15. The system of claim 11 , wherein the signal separator module includes a memory buffer to maintain a segment of the transformed input audio signal for separation into the first portion and the second portion.

16. The system of claim 11 , further comprising: a signal analysis module operable to receive and perform a signal analysis of the transformed recording audio signal to generate a threshold frequency for use by the signal separator module to separate the transformed recording audio signal into the first portion and the second portion.

17. The system of claim 11 , wherein the signal analysis module is a part of one of the first conversion module and the signal separator module.

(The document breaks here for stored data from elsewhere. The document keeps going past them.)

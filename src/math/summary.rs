//! Summary statistics over plain slices.

use std::cmp::Ordering;

use serde::Serialize;

pub fn mean(values: &[f64]) -> Option<f64> {
    if values.is_empty() {
        return None;
    }
    Some(values.iter().sum::<f64>() / values.len() as f64)
}

/// Variance with `ddof` delta degrees of freedom (0 = population, 1 = sample).
pub fn variance(values: &[f64], ddof: usize) -> Option<f64> {
    let n = values.len();
    if n <= ddof {
        return None;
    }
    let m = mean(values)?;
    let ss: f64 = values.iter().map(|v| (v - m) * (v - m)).sum();
    Some(ss / (n - ddof) as f64)
}

pub fn std_dev(values: &[f64], ddof: usize) -> Option<f64> {
    variance(values, ddof).map(f64::sqrt)
}

/// Quantile with linear interpolation between order statistics (numpy's default).
pub fn quantile(values: &[f64], q: f64) -> Option<f64> {
    let mut sorted: Vec<f64> = values.iter().copied().filter(|v| v.is_finite()).collect();
    if sorted.is_empty() {
        return None;
    }
    sorted.sort_by(|a, b| a.partial_cmp(b).unwrap_or(Ordering::Equal));
    let q = q.clamp(0.0, 1.0);
    let pos = q * (sorted.len() - 1) as f64;
    let lo = pos.floor() as usize;
    let hi = pos.ceil() as usize;
    let frac = pos - lo as f64;
    Some(sorted[lo] + (sorted[hi] - sorted[lo]) * frac)
}

/// Five-number summary: min, Q1, median, Q3, max.
#[derive(Debug, Clone, Copy, PartialEq, Serialize)]
pub struct FiveNumber {
    pub min: f64,
    pub q1: f64,
    pub median: f64,
    pub q3: f64,
    pub max: f64,
}

pub fn five_number(values: &[f64]) -> Option<FiveNumber> {
    Some(FiveNumber {
        min: quantile(values, 0.0)?,
        q1: quantile(values, 0.25)?,
        median: quantile(values, 0.5)?,
        q3: quantile(values, 0.75)?,
        max: quantile(values, 1.0)?,
    })
}

/// Z-standardize a column in place. Returns `(mean, sd)` with the sample sd.
///
/// A constant column is centered only (sd reported as 0).
pub fn standardize_in_place(values: &mut [f64]) -> (f64, f64) {
    let m = mean(values).unwrap_or(0.0);
    let sd = std_dev(values, 1).unwrap_or(0.0);
    for v in values.iter_mut() {
        *v -= m;
        if sd > 0.0 {
            *v /= sd;
        }
    }
    (m, sd)
}

#[cfg(test)]
mod tests {
    use super::*;

    #[test]
    fn quantiles_interpolate() {
        let v = [1.0, 2.0, 3.0, 4.0];
        assert_eq!(quantile(&v, 0.5), Some(2.5));
        let five = five_number(&v).unwrap();
        assert_eq!(five.min, 1.0);
        assert_eq!(five.max, 4.0);
        assert!((five.q1 - 1.75).abs() < 1e-12);
    }

    #[test]
    fn standardize_gives_unit_sample_sd() {
        let mut v = vec![2.0, 4.0, 6.0, 8.0];
        let (m, sd) = standardize_in_place(&mut v);
        assert!((m - 5.0).abs() < 1e-12);
        assert!(sd > 0.0);
        assert!(mean(&v).unwrap().abs() < 1e-12);
        assert!((std_dev(&v, 1).unwrap() - 1.0).abs() < 1e-12);
    }
}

18. A non-transitory computer readable medium on which is encoded program code for reducing audio noise in an audio signal acquisition, the encoded program code comprising: program code for receiving an input audio signal; program code for separating the input audio signal into a high-frequency portion and a low-frequency portion based on a threshold frequency; synthesizing the low-frequency portion to at least reduce any audio noise therein to generate a new low-frequency portion, wherein synthesizing the low-frequency portion comprises: computing an energy level for each of a plurality of segments of the low-frequency portion; separating the plurality of segments of the low-frequency portion into a high-energy level group and a low-energy level group based on the energy levels of the plurality of segments of the low-frequency portion; randomly selecting the energy level for one segment in the low-energy level replacing the energy levels of all the segments in the high-energy level group with the selected energy level to at least reduce any noise therein; combining the high-energy level group having the selected energy levels for the segments therein with the low-energy level group to generate the new low-frequency portion; combining the high-frequency portion and the new low-frequency portion to form a new audio signal representing the input audio signal; and outputting the new audio signal for the audio signal acquisition.

19. The non-transitory computer-readable medium of claim 18 , further comprising: program code for providing a memory buffer for the input audio signal upon receiving.